But the truth is, Marston stayed too close to Blackwater and it’s perpetual gray sky. The cloud were always hovering on the horizon reminding him he was in easy reach. And so one day, when the Bureau needed to tie up yet more loose ends, they came for him. And they killed him.

The tragedy is that Marston expected it. He knew the authorities couldn’t leave him alone, not with his past and his knowledge. But he probably felt it too, walking the streets of Blackwater. Just a whisper, in the back of his head: there is no place for you here, no place left for living free. We are here now, and we brought our civilization and our modern life with us. Get out of the way or die.
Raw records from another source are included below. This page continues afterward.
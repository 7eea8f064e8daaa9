use headless_chrome::types::PrintToPdfOptions;
use std::str::FromStr;
use thiserror::Error;

#[derive(Error, Debug)]
pub enum PdfError {
    #[error("unknown paper format {0:?}")]
    UnknownFormat(String),
    #[error("invalid CSS length {0:?}, expected a number with px/in/cm/mm unit")]
    InvalidLength(String),
}

pub type Result<T> = std::result::Result<T, PdfError>;

/// Named paper sizes. The engine takes paper dimensions in inches,
/// so each format carries its portrait width and height.
#[derive(Debug, Clone, Copy, PartialEq, Eq)]
pub enum PaperFormat {
    Letter,
    Legal,
    Tabloid,
    Ledger,
    A0,
    A1,
    A2,
    A3,
    A4,
    A5,
    A6,
}

impl PaperFormat {
    pub fn size_inches(self) -> (f64, f64) {
        match self {
            PaperFormat::Letter => (8.5, 11.0),
            PaperFormat::Legal => (8.5, 14.0),
            PaperFormat::Tabloid => (11.0, 17.0),
            PaperFormat::Ledger => (17.0, 11.0),
            PaperFormat::A0 => (33.1, 46.8),
            PaperFormat::A1 => (23.4, 33.1),
            PaperFormat::A2 => (16.54, 23.4),
            PaperFormat::A3 => (11.7, 16.54),
            PaperFormat::A4 => (8.27, 11.7),
            PaperFormat::A5 => (5.83, 8.27),
            PaperFormat::A6 => (4.13, 5.83),
        }
    }
}

impl FromStr for PaperFormat {
    type Err = PdfError;

    fn from_str(s: &str) -> Result<Self> {
        match s.to_ascii_lowercase().as_str() {
            "letter" => Ok(PaperFormat::Letter),
            "legal" => Ok(PaperFormat::Legal),
            "tabloid" => Ok(PaperFormat::Tabloid),
            "ledger" => Ok(PaperFormat::Ledger),
            "a0" => Ok(PaperFormat::A0),
            "a1" => Ok(PaperFormat::A1),
            "a2" => Ok(PaperFormat::A2),
            "a3" => Ok(PaperFormat::A3),
            "a4" => Ok(PaperFormat::A4),
            "a5" => Ok(PaperFormat::A5),
            "a6" => Ok(PaperFormat::A6),
            _ => Err(PdfError::UnknownFormat(s.to_string())),
        }
    }
}

/// Converts a CSS length (`14.11mm`, `0.5in`, `20px`, ...) to inches.
/// Bare numbers are pixels at the CSS ratio of 96 per inch.
pub fn parse_css_length(s: &str) -> Result<f64> {
    let s = s.trim();
    let unit_start = s
        .find(|c: char| c.is_ascii_alphabetic())
        .unwrap_or(s.len());
    let (number, unit) = s.split_at(unit_start);

    let value: f64 = number
        .trim()
        .parse()
        .map_err(|_| PdfError::InvalidLength(s.to_string()))?;

    match unit.trim().to_ascii_lowercase().as_str() {
        "" | "px" => Ok(value / 96.0),
        "in" => Ok(value),
        "cm" => Ok(value / 2.54),
        "mm" => Ok(value / 25.4),
        _ => Err(PdfError::InvalidLength(s.to_string())),
    }
}

/// Page margins as CSS lengths.
#[derive(Debug, Clone)]
pub struct Margins {
    pub top: String,
    pub right: String,
    pub bottom: String,
    pub left: String,
}

#[derive(Debug, Clone)]
pub struct PdfConfig {
    pub format: PaperFormat,
    pub landscape: bool,
    pub print_background: bool,
    pub margins: Margins,
    pub display_header_footer: bool,
    pub header_template: String,
    pub footer_template: String,
}

impl PdfConfig {
    /// Maps this configuration to the engine's print options.
    ///
    /// A non-empty footer template implies header/footer display, and when a
    /// footer height is supplied it replaces the bottom margin so the footer
    /// has room to render. The two are coupled, not independent knobs.
    pub fn to_print_options(&self, footer_height: Option<&str>) -> Result<PrintToPdfOptions> {
        let has_footer = !self.footer_template.is_empty();
        let display_header_footer = self.display_header_footer || has_footer;

        let bottom = match footer_height {
            Some(height) if has_footer => height,
            _ => self.margins.bottom.as_str(),
        };

        let (paper_width, paper_height) = self.format.size_inches();

        Ok(PrintToPdfOptions {
            landscape: Some(self.landscape),
            display_header_footer: Some(display_header_footer),
            print_background: Some(self.print_background),
            paper_width: Some(paper_width),
            paper_height: Some(paper_height),
            margin_top: Some(parse_css_length(&self.margins.top)?),
            margin_bottom: Some(parse_css_length(bottom)?),
            margin_left: Some(parse_css_length(&self.margins.left)?),
            margin_right: Some(parse_css_length(&self.margins.right)?),
            header_template: Some(self.header_template.clone()),
            footer_template: Some(self.footer_template.clone()),
            ..Default::default()
        })
    }
}

#[cfg(test)]
mod tests {
    use super::*;

    fn config() -> PdfConfig {
        PdfConfig {
            format: PaperFormat::Letter,
            landscape: false,
            print_background: true,
            margins: Margins {
                top: "6.25mm".to_string(),
                right: "6.25mm".to_string(),
                bottom: "14.11mm".to_string(),
                left: "6.25mm".to_string(),
            },
            display_header_footer: false,
            header_template: String::new(),
            footer_template: String::new(),
        }
    }

    #[test]
    fn paper_format_parses_case_insensitively() {
        assert_eq!("Letter".parse::<PaperFormat>().unwrap(), PaperFormat::Letter);
        assert_eq!("a4".parse::<PaperFormat>().unwrap(), PaperFormat::A4);
        assert!("elephant".parse::<PaperFormat>().is_err());
    }

    #[test]
    fn letter_is_eight_and_a_half_by_eleven() {
        assert_eq!(PaperFormat::Letter.size_inches(), (8.5, 11.0));
    }

    #[test]
    fn css_lengths_convert_to_inches() {
        assert!((parse_css_length("1in").unwrap() - 1.0).abs() < 1e-9);
        assert!((parse_css_length("25.4mm").unwrap() - 1.0).abs() < 1e-9);
        assert!((parse_css_length("2.54cm").unwrap() - 1.0).abs() < 1e-9);
        assert!((parse_css_length("96px").unwrap() - 1.0).abs() < 1e-9);
        assert!((parse_css_length("96").unwrap() - 1.0).abs() < 1e-9);
    }

    #[test]
    fn css_length_rejects_garbage() {
        assert!(parse_css_length("wide").is_err());
        assert!(parse_css_length("10parsecs").is_err());
        assert!(parse_css_length("").is_err());
    }

    #[test]
    fn empty_footer_keeps_caller_margin() {
        let options = config().to_print_options(Some("30mm")).unwrap();
        assert_eq!(options.display_header_footer, Some(false));
        let expected = parse_css_length("14.11mm").unwrap();
        assert!((options.margin_bottom.unwrap() - expected).abs() < 1e-9);
    }

    #[test]
    fn footer_template_forces_display_and_bottom_margin() {
        let mut config = config();
        config.footer_template = "<span class=\"pageNumber\"></span>".to_string();

        let options = config.to_print_options(Some("30mm")).unwrap();
        assert_eq!(options.display_header_footer, Some(true));
        let expected = parse_css_length("30mm").unwrap();
        assert!((options.margin_bottom.unwrap() - expected).abs() < 1e-9);
    }

    #[test]
    fn footer_without_declared_height_keeps_caller_margin() {
        let mut config = config();
        config.footer_template = "<span></span>".to_string();

        let options = config.to_print_options(None).unwrap();
        assert_eq!(options.display_header_footer, Some(true));
        let expected = parse_css_length("14.11mm").unwrap();
        assert!((options.margin_bottom.unwrap() - expected).abs() < 1e-9);
    }

    #[test]
    fn landscape_keeps_portrait_paper_dimensions() {
        let mut config = config();
        config.landscape = true;

        let options = config.to_print_options(None).unwrap();
        assert_eq!(options.landscape, Some(true));
        assert_eq!(options.paper_width, Some(8.5));
        assert_eq!(options.paper_height, Some(11.0));
    }
}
Could he have gone someplace else? Sure he could have. But it would only have bought him a bit more time. Blackwater isn’t some anomaly in an otherwise wild frontier, it’s the new standard. The road through Armadillo may stay uncobbled and dusty for a while. Thieves’ Landing might honor its name just a little longer. The farmers in the middle of nowhere might go unbothered. And just for some years, the sky may stay blue. But the clouds are coming.


Tobias Hanraths is a freelance writer and journalist from Berlin, Germany. He used to write about curved TVs and mobile contracts, which got really depressing really fast, so he fled to the magical world of videogames. He has a website and a Twitter account.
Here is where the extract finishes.